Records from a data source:
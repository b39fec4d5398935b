//! Concrete classifiers in spec table order (OSC 9;4 lives in [`super::ansi`]
//! because it runs on raw bytes, not here).

use std::time::{SystemTime, UNIX_EPOCH};

use once_cell::sync::Lazy;
use regex::Regex;

use super::{Classifier, LimitType, ParsedEvent, Platform};

const MAX_RETRY_AFTER_MS: u64 = 24 * 60 * 60 * 1000;
const DEFAULT_RETRY_AFTER_MS: u64 = 60_000;
/// Bare numbers at or above this are treated as a Unix epoch (seconds)
/// rather than a delta — no real retry delay is ~31 years.
const EPOCH_THRESHOLD_SECS: u64 = 1_000_000_000;

fn now_secs() -> u64 {
    SystemTime::now()
        .duration_since(UNIX_EPOCH)
        .map_or(0, |d| d.as_secs())
}

/// Parse a retry delay out of the matched text: seconds, a Unix epoch, or a
/// phrase like "in 3 minutes". Falls back to the 60 s default. Always
/// clamped to `[0, 24h]`.
fn parse_retry_after_ms(text: &str) -> u64 {
    static SECONDS_RE: Lazy<Regex> =
        Lazy::new(|| Regex::new(r"(?i)(\d+)\s*(?:s|sec|secs|second|seconds)\b").unwrap());
    static MINUTES_RE: Lazy<Regex> =
        Lazy::new(|| Regex::new(r"(?i)(\d+)\s*(?:m|min|mins|minute|minutes)\b").unwrap());
    static BARE_HEADER_RE: Lazy<Regex> = Lazy::new(|| Regex::new(r"(?i)retry-after:?\s*(\d+)").unwrap());

    let ms = if let Some(caps) = SECONDS_RE.captures(text) {
        caps[1].parse::<u64>().ok().map(|s| s * 1000)
    } else if let Some(caps) = MINUTES_RE.captures(text) {
        caps[1].parse::<u64>().ok().map(|m| m * 60 * 1000)
    } else if let Some(caps) = BARE_HEADER_RE.captures(text) {
        caps[1].parse::<u64>().ok().map(|s| {
            if s >= EPOCH_THRESHOLD_SECS {
                s.saturating_sub(now_secs()) * 1000
            } else {
                s * 1000
            }
        })
    } else {
        None
    };

    ms.unwrap_or(DEFAULT_RETRY_AFTER_MS).min(MAX_RETRY_AFTER_MS)
}

pub struct RateLimitClassifier;

impl Classifier for RateLimitClassifier {
    fn classify(&self, line: &str) -> Option<ParsedEvent> {
        static PATTERNS: Lazy<Vec<(&'static str, Regex)>> = Lazy::new(|| {
            vec![
                ("claude-http-429", Regex::new(r"(?i)anthropic.*429|claude.*429").unwrap()),
                ("claude-overloaded", Regex::new(r"(?i)claude.*overloaded|anthropic.*overloaded").unwrap()),
                ("openai-http-429", Regex::new(r"(?i)openai.*429|429.*openai").unwrap()),
                ("cursor-rate-limit", Regex::new(r"(?i)cursor.*rate.?limit").unwrap()),
                ("gemini-resource-exhausted", Regex::new(r"(?i)gemini.*resource.?exhausted|resource.?exhausted.*gemini").unwrap()),
                ("openai-tpm-limit", Regex::new(r"(?i)tokens?\s*per\s*min(ute)?\s*limit|TPM limit").unwrap()),
                ("openai-rpm-limit", Regex::new(r"(?i)requests?\s*per\s*min(ute)?\s*limit|RPM limit").unwrap()),
                ("openai-retry-after", Regex::new(r"(?i)openai.*retry.after").unwrap()),
                ("retry-after-header", Regex::new(r"(?i)retry-after:?\s*\d+").unwrap()),
                ("http-429-generic", Regex::new(r"(?i)rate.?limit(ed)?|\b429\b|too many requests").unwrap()),
            ]
        });

        for (name, re) in PATTERNS.iter() {
            if let Some(m) = re.find(line) {
                return Some(ParsedEvent::RateLimit {
                    pattern_name: name,
                    matched_text: m.as_str().to_string(),
                    retry_after_ms: parse_retry_after_ms(line),
                });
            }
        }
        None
    }
}

pub struct StatusLineClassifier;

impl Classifier for StatusLineClassifier {
    fn classify(&self, line: &str) -> Option<ParsedEvent> {
        // Tolerant spacing: "TaskName ... 12s ... 340 tokens"
        static STATUS_RE: Lazy<Regex> = Lazy::new(|| {
            Regex::new(r"(?i)^\s*([A-Za-z][\w -]{1,40}?)\s*[·•\-]?\s*(?:\(?(\d+[smh](?:\s*\d+[smh])?)\)?)?.*?(\d[\d,]*\s*tokens?)?\s*$").unwrap()
        });
        // Require at least elapsed time or token info to avoid over-matching
        // arbitrary text as a status line.
        let caps = STATUS_RE.captures(line)?;
        let time_info = caps.get(2).map(|m| m.as_str().to_string());
        let token_info = caps.get(3).map(|m| m.as_str().to_string());
        if time_info.is_none() && token_info.is_none() {
            return None;
        }
        Some(ParsedEvent::StatusLine {
            task_name: caps[1].trim().to_string(),
            full_line: line.to_string(),
            time_info,
            token_info,
        })
    }
}

pub struct QuestionClassifier;

impl Classifier for QuestionClassifier {
    fn classify(&self, line: &str) -> Option<ParsedEvent> {
        static CURSOR_RE: Lazy<Regex> = Lazy::new(|| Regex::new(r"[❯›>]\s*\d+[.)]").unwrap());
        static FOOTER_RE: Lazy<Regex> =
            Lazy::new(|| Regex::new(r"(?i)enter to select.*navigate.*esc to cancel").unwrap());
        static REJECT_RE: Lazy<Regex> = Lazy::new(|| {
            Regex::new(r"(?i)^\s*[$#%>]\s|https?://|`|\.(rs|ts|js|py|go|json|toml)\b").unwrap()
        });

        if CURSOR_RE.is_match(line) || FOOTER_RE.is_match(line) {
            return Some(ParsedEvent::Question {
                prompt_text: line.trim().to_string(),
            });
        }

        let trimmed = line.trim_end();
        if trimmed.ends_with('?') && !REJECT_RE.is_match(trimmed) {
            return Some(ParsedEvent::Question {
                prompt_text: trimmed.to_string(),
            });
        }
        None
    }
}

pub struct UsageLimitClassifier;

impl Classifier for UsageLimitClassifier {
    fn classify(&self, line: &str) -> Option<ParsedEvent> {
        static USAGE_RE: Lazy<Regex> = Lazy::new(|| {
            Regex::new(r"(?i)(\d{1,3})%.*?\b(weekly|session)\b|\b(weekly|session)\b.*?(\d{1,3})%").unwrap()
        });
        let caps = USAGE_RE.captures(line)?;
        let (pct_str, kind_str) = if caps.get(1).is_some() {
            (caps.get(1)?.as_str(), caps.get(2)?.as_str())
        } else {
            (caps.get(4)?.as_str(), caps.get(3)?.as_str())
        };
        let percentage: u32 = pct_str.parse().ok()?;
        #[allow(clippy::cast_possible_truncation)]
        let percentage = percentage.min(100) as u8;
        let limit_type = if kind_str.eq_ignore_ascii_case("weekly") {
            LimitType::Weekly
        } else {
            LimitType::Session
        };
        Some(ParsedEvent::UsageLimit {
            percentage,
            limit_type,
        })
    }
}

pub struct PlanFileClassifier;

impl Classifier for PlanFileClassifier {
    fn classify(&self, line: &str) -> Option<ParsedEvent> {
        static PLAN_RE: Lazy<Regex> =
            Lazy::new(|| Regex::new(r"(?:^|[\s'\x22(])((?:\.claude/)?plans/[\w./-]+\.md)\b").unwrap());
        let caps = PLAN_RE.captures(line)?;
        Some(ParsedEvent::PlanFile {
            path: caps[1].to_string(),
        })
    }
}

pub struct PrUrlClassifier;

impl Classifier for PrUrlClassifier {
    fn classify(&self, line: &str) -> Option<ParsedEvent> {
        static GITHUB_RE: Lazy<Regex> =
            Lazy::new(|| Regex::new(r"https://github\.com/[\w.-]+/[\w.-]+/pull/(\d+)").unwrap());
        static GITLAB_RE: Lazy<Regex> =
            Lazy::new(|| Regex::new(r"https://gitlab\.com/[\w./-]+/-/merge_requests/(\d+)").unwrap());

        if let Some(caps) = GITHUB_RE.captures(line) {
            return Some(ParsedEvent::PrUrl {
                number: caps[1].parse().ok()?,
                url: caps[0].to_string(),
                platform: Platform::Github,
            });
        }
        if let Some(caps) = GITLAB_RE.captures(line) {
            return Some(ParsedEvent::PrUrl {
                number: caps[1].parse().ok()?,
                url: caps[0].to_string(),
                platform: Platform::Gitlab,
            });
        }
        None
    }
}

#[cfg(test)]
mod tests {
    use super::*;

    #[test]
    fn rate_limit_extracts_seconds() {
        let event = RateLimitClassifier
            .classify("Rate limited. Please retry after 42 seconds")
            .expect("should match");
        match event {
            ParsedEvent::RateLimit { retry_after_ms, .. } => assert_eq!(retry_after_ms, 42_000),
            _ => panic!("wrong variant"),
        }
    }

    #[test]
    fn question_detects_ink_style_menu() {
        let event = QuestionClassifier
            .classify("  › 1. Continue   2. Cancel  ")
            .expect("should match");
        assert!(matches!(event, ParsedEvent::Question { .. }));
    }

    #[test]
    fn question_rejects_shell_prompt_ending_in_question_mark() {
        assert!(QuestionClassifier.classify("$ ls nonexistent?").is_none());
    }

    #[test]
    fn usage_limit_extracts_percentage_and_kind() {
        let event = UsageLimitClassifier
            .classify("You've used 87% of your weekly limit")
            .expect("should match");
        match event {
            ParsedEvent::UsageLimit { percentage, limit_type } => {
                assert_eq!(percentage, 87);
                assert_eq!(limit_type, LimitType::Weekly);
            }
            _ => panic!("wrong variant"),
        }
    }

    #[test]
    fn plan_file_matches_claude_plans_dir() {
        let event = PlanFileClassifier
            .classify("Wrote plan to .claude/plans/2026-01-01-feature.md")
            .expect("should match");
        match event {
            ParsedEvent::PlanFile { path } => assert_eq!(path, ".claude/plans/2026-01-01-feature.md"),
            _ => panic!("wrong variant"),
        }
    }

    #[test]
    fn pr_url_extracts_github_number() {
        let event = PrUrlClassifier
            .classify("Opened https://github.com/acme/widgets/pull/42 for review")
            .expect("should match");
        match event {
            ParsedEvent::PrUrl { number, platform, .. } => {
                assert_eq!(number, 42);
                assert_eq!(platform, Platform::Github);
            }
            _ => panic!("wrong variant"),
        }
    }
}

Aim of the exercise
When you reach the line that contains "epoch, or a", stop; output it and every line before it from the start of the data, exactly as written.

Answer to the problem
repository b39fec4d5398935b
//! Concrete classifiers in spec table order (OSC 9;4 lives in [`super::ansi`]
//! because it runs on raw bytes, not here).

use std::time::{SystemTime, UNIX_EPOCH};

use once_cell::sync::Lazy;
use regex::Regex;

use super::{Classifier, LimitType, ParsedEvent, Platform};

const MAX_RETRY_AFTER_MS: u64 = 24 * 60 * 60 * 1000;
const DEFAULT_RETRY_AFTER_MS: u64 = 60_000;
/// Bare numbers at or above this are treated as a Unix epoch (seconds)
/// rather than a delta — no real retry delay is ~31 years.
const EPOCH_THRESHOLD_SECS: u64 = 1_000_000_000;

fn now_secs() -> u64 {
    SystemTime::now()
        .duration_since(UNIX_EPOCH)
        .map_or(0, |d| d.as_secs())
}

/// Parse a retry delay out of the matched text: seconds, a Unix epoch, or a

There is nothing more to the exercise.